For Carson, Ishika, and other students, a powerful message on the centrality of empathy came from Leon Bass, a Black U.S. Army soldier who liberated concentration camps in Europe, with the knowledge that that the values of freedom and liberty he was defending did not apply to him back home.
“Love is when you challenge people and you tell them they are wrong, even when they are your best friends. Tell them ‘You’re wrong, but I love you.’ That’s love,” Bass said in his 1998 testimony, which is contained in the Visual History Archive and the IWitness educational platform.
In daily discussion, participants were encouraged to reflect on how their own ethnic backgrounds shape their values and perceptions. The group included students who could trace ancestry back many generations in the United States, and students whose families recently immigrated from countries including Russia, Iran, Pakistan, China, and Mexico.
“This program opens eyes in part because you learn about the experiences of so many people from so many places, with different values,” said Hadia Ijaz, an 11th grader from West Bloomfield, Michigan, who was motivated to enroll in a program focused on diversity following the George Floyd demonstrations. She participated in a six-month William P. Lauder Junior Internship at USC Shoah Foundation during the academic year and was chosen to be a peer leader during the summer workshop.
Hadia and two other student volunteers backstopped teachers on technological issues, led group activities, and were active contributors and guides in group discussions, which helped students feel more comfortable opening up.
Ella Zarrow, who participated in the academic year internship for three years, said being a leader for the summer program allowed her to appreciate the behind-the-scenes logistics and the curricular intricacies.
“It makes you realize how smart all the participants are.

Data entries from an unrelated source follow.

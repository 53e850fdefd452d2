use std::fs;

use roster_engine::{ensure_store_dir, SlotWriter};
use tempfile::TempDir;

#[test]
fn creates_missing_store_dir() {
    let temp = TempDir::new().unwrap();
    let new_dir = temp.path().join("store");
    assert!(!new_dir.exists());
    ensure_store_dir(&new_dir).unwrap();
    assert!(new_dir.is_dir());
}

#[test]
fn rejects_a_path_that_is_not_a_directory() {
    let temp = TempDir::new().unwrap();
    let file_path = temp.path().join("not_a_dir");
    fs::write(&file_path, "x").unwrap();
    assert!(ensure_store_dir(&file_path).is_err());
}

#[test]
fn slot_write_replaces_existing_content_atomically() {
    let temp = TempDir::new().unwrap();
    let writer = SlotWriter::new(temp.path().join("favorites.json"));

    writer.write("[1]").unwrap();
    assert_eq!(fs::read_to_string(writer.path()).unwrap(), "[1]");

    writer.write("[1,2]").unwrap();
    assert_eq!(fs::read_to_string(writer.path()).unwrap(), "[1,2]");
}

#[test]
fn failed_write_leaves_no_slot_behind() {
    let temp = TempDir::new().unwrap();
    let blocked = temp.path().join("blocked");
    fs::write(&blocked, "x").unwrap();

    let writer = SlotWriter::new(blocked.join("favorites.json"));
    assert!(writer.write("[]").is_err());
    assert!(!blocked.join("favorites.json").exists());
}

I was so impressed every single time someone presented their ideas,” Zarrow, an 11th grader from Los Angeles. “There were so many
different opinions and takeaways, and you could actually see how well the program was working.”
Over the last year-and-a-half, 12th grader Alex Fan, a summer peer leader from Bakersfield, a mid-sized city at the southern end of California’s Central Valley, participated in programs at The Museum of Tolerance and the Holocaust Museum of Los Angeles, as well as the William P. Lauder Junior Internship Program during the school year.

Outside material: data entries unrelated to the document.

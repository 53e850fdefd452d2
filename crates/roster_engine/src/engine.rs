use std::sync::{mpsc, Arc, Mutex};
use std::thread;

use roster_core::SessionId;

use crate::client::{CatalogFetcher, CatalogSettings, ReqwestCatalogClient};
use crate::types::EngineEvent;

enum EngineCommand {
    FetchPage { session: SessionId, page: u32 },
}

/// Handle to the catalog worker: a dedicated thread owning a tokio runtime.
/// Dropping every clone closes the command channel, which stops the worker
/// and cancels any in-flight fetches.
#[derive(Clone)]
pub struct EngineHandle {
    cmd_tx: mpsc::Sender<EngineCommand>,
    event_rx: Arc<Mutex<mpsc::Receiver<EngineEvent>>>,
}

impl EngineHandle {
    pub fn new(settings: CatalogSettings) -> Self {
        let (cmd_tx, cmd_rx) = mpsc::channel();
        let (event_tx, event_rx) = mpsc::channel();
        let fetcher = Arc::new(ReqwestCatalogClient::new(settings));

        thread::spawn(move || {
            let runtime = tokio::runtime::Runtime::new().expect("tokio runtime");
            while let Ok(command) = cmd_rx.recv() {
                let fetcher = fetcher.clone();
                let event_tx = event_tx.clone();
                runtime.spawn(async move {
                    handle_command(fetcher.as_ref(), command, event_tx).await;
                });
            }
        });

        Self {
            cmd_tx,
            event_rx: Arc::new(Mutex::new(event_rx)),
        }
    }

    pub fn fetch_page(&self, session: SessionId, page: u32) {
        let _ = self.cmd_tx.send(EngineCommand::FetchPage { session, page });
    }

    pub fn try_recv(&self) -> Option<EngineEvent> {
        self.event_rx.lock().ok()?.try_recv().ok()
    }
}

async fn handle_command(
    fetcher: &dyn CatalogFetcher,
    command: EngineCommand,
    event_tx: mpsc::Sender<EngineEvent>,
) {
    match command {
        EngineCommand::FetchPage { session, page } => {
            let result = fetcher.fetch_page(page).await;
            let _ = event_tx.send(EngineEvent::PageFetched {
                session,
                page_no: page,
                result,
            });
        }
    }
}
//! Roster app: session wiring between the pure core and the IO engine.
//!
//! A presentation layer drives [`RosterSession`] through its methods and
//! renders from [`roster_core::RosterViewModel`] snapshots; no UI code
//! lives in this workspace.
mod effects;
mod session;

pub use effects::EffectRunner;
pub use session::RosterSession;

“If there was no pandemic, I would not have been able to become involved with Holocaust education,” said Fan, who created and led testimony-based programs at his school in Bakersfield. “I give a lot of credit to all the teachers and staff involved, because this is a really great opportunity for so many people who don’t live in a big city and can’t readily find programs like this.”
Lesly Culp, Head of Programs in Education at USC Shoah Foundation, said discussions are under way about keeping an online component to expand the geographical diversity and broaden the ripple effect of more people viewing testimonies.
“At the core of everything are the testimonies, and the stories,” said Culp. “If students walk away knowing names, it helps them humanize the stories, and that helps them understand the impact of racism and discrimination and where things can end up if individuals don’t take a stand against hate.”